◆ The task
Show every line of the data below that includes the word "metadata".

◆ Stored data

//! NodeTemplate CRD describing how nodes are launched for a tenant
//!
//! Every NodeTemplate requires the shared interruption infrastructure to
//! exist. The infrastructure controller provisions it when the first template
//! appears and tears it down after the last one is deleted.

use std::collections::BTreeMap;

use kube::{CustomResource, ResourceExt};
use schemars::JsonSchema;
use serde::{Deserialize, Serialize};

use crate::INFRASTRUCTURE_FINALIZER;

/// NodeTemplate holds provider launch settings consumed by the provisioner.
///
/// Example:
/// ```yaml
/// apiVersion: reclaim.dev/v1alpha1
/// kind: NodeTemplate
/// metadata:
///   name: default
///   namespace: reclaim-system
/// spec:
///   subnetSelector:
///     reclaim.dev/discovery: prod
///   securityGroupSelector:
///     reclaim.dev/discovery: prod
///   instanceProfile: ReclaimNodeInstanceProfile
/// ```
#[derive(CustomResource, Clone, Debug, Default, Deserialize, Serialize, JsonSchema, PartialEq)]
#[kube(
    group = "reclaim.dev",
    version = "v1alpha1",
    kind = "NodeTemplate",
    namespaced,
    status = "NodeTemplateStatus",
    shortname = "nt",
    printcolumn = r#"{"name":"Phase","type":"string","jsonPath":".status.phase"}"#,
    printcolumn = r#"{"name":"Queue","type":"string","jsonPath":".status.queueName"}"#,
    printcolumn = r#"{"name":"Age","type":"date","jsonPath":".metadata.creationTimestamp"}"#
)]
#[serde(rename_all = "camelCase")]
pub struct NodeTemplateSpec {
    /// Tags selecting the subnets nodes are launched into
    #[serde(default, skip_serializing_if = "BTreeMap::is_empty")]
    pub subnet_selector: BTreeMap<String, String>,

    /// Tags selecting the security groups attached to nodes
    #[serde(default, skip_serializing_if = "BTreeMap::is_empty")]
    pub security_group_selector: BTreeMap<String, String>,

    /// Instance profile assigned to launched instances
    #[serde(default, skip_serializing_if = "Option::is_none")]
    pub instance_profile: Option<String>,

    /// Extra tags applied to launched instances
    #[serde(default, skip_serializing_if = "BTreeMap::is_empty")]
    pub tags: BTreeMap<String, String>,
}

/// NodeTemplate status
#[derive(Clone, Debug, Default, Deserialize, Serialize, JsonSchema, PartialEq)]
#[serde(rename_all = "camelCase")]
pub struct NodeTemplateStatus {
    /// Current phase
    #[serde(default)]
    pub phase: NodeTemplatePhase,

    /// Human-readable message
    #[serde(default, skip_serializing_if = "Option::is_none")]
    pub message: Option<String>,

    /// Interruption queue backing this template
    #[serde(default, skip_serializing_if = "Option::is_none")]
    pub queue_name: Option<String>,
}

/// NodeTemplate phase
#[derive(Clone, Copy, Debug, Default, Deserialize, Serialize, JsonSchema, PartialEq, Eq)]
pub enum NodeTemplatePhase {
    /// Infrastructure not yet confirmed
    #[default]
    Pending,
    /// Queue and rules are in place
    Ready,
    /// Last reconcile failed; retrying
    Failed,
    /// Deletion in progress
    Deleting,
}

impl NodeTemplate {
    /// Whether the template carries the infrastructure finalizer
    pub fn has_finalizer(&self) -> bool {
        self.finalizers()
            .iter()
            .any(|f| f == INFRASTRUCTURE_FINALIZER)
    }

    /// Whether the template is being deleted
    pub fn is_deleting(&self) -> bool {
        self.metadata.deletion_timestamp.is_some()
    }

    /// Current phase, defaulting to Pending when no status was written yet
    pub fn phase(&self) -> NodeTemplatePhase {
        self.status
            .as_ref()
            .map(|s| s.phase)
            .unwrap_or_default()
    }
}

#[cfg(test)]
mod tests {
    use super::*;
    use k8s_openapi::apimachinery::pkg::apis::meta::v1::Time;

    #[test]
    fn parses_from_yaml_shaped_json() {
        let value = serde_json::json!({
            "apiVersion": "reclaim.dev/v1alpha1",
            "kind": "NodeTemplate",
            "metadata": { "name": "default", "namespace": "reclaim-system" },
            "spec": {
                "subnetSelector": { "reclaim.dev/discovery": "prod" },
                "instanceProfile": "ReclaimNodeInstanceProfile"
            }
        });
        let template: NodeTemplate = serde_json::from_value(value).expect("parse");
        assert_eq!(template.name_any(), "default");
        assert_eq!(
            template.spec.instance_profile.as_deref(),
            Some("ReclaimNodeInstanceProfile")
        );
        assert!(template.spec.security_group_selector.is_empty());
        assert_eq!(template.phase(), NodeTemplatePhase::Pending);
    }

    #[test]
    fn finalizer_and_deletion_flags() {
        let mut template = NodeTemplate::new("default", NodeTemplateSpec::default());
        assert!(!template.has_finalizer());
        assert!(!template.is_deleting());

        template.metadata.finalizers = Some(vec![INFRASTRUCTURE_FINALIZER.to_string()]);
        template.metadata.deletion_timestamp = Some(Time(chrono::Utc::now()));
        assert!(template.has_finalizer());
        assert!(template.is_deleting());
    }

    #[test]
    fn status_serializes_camel_case() {
        let status = NodeTemplateStatus {
            phase: NodeTemplatePhase::Ready,
            message: None,
            queue_name: Some("prod".to_string()),
        };
        let json = serde_json::to_value(&status).unwrap();
        assert_eq!(json["phase"], "Ready");
        assert_eq!(json["queueName"], "prod");
        assert!(json.get("message").is_none());
    }
}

◆ Exercise output
/// metadata:
    printcolumn = r#"{"name":"Age","type":"date","jsonPath":".metadata.creationTimestamp"}"#
        self.metadata.deletion_timestamp.is_some()
            "metadata": { "name": "default", "namespace": "reclaim-system" },
        template.metadata.finalizers = Some(vec![INFRASTRUCTURE_FINALIZER.to_string()]);
        template.metadata.deletion_timestamp = Some(Time(chrono::Utc::now()));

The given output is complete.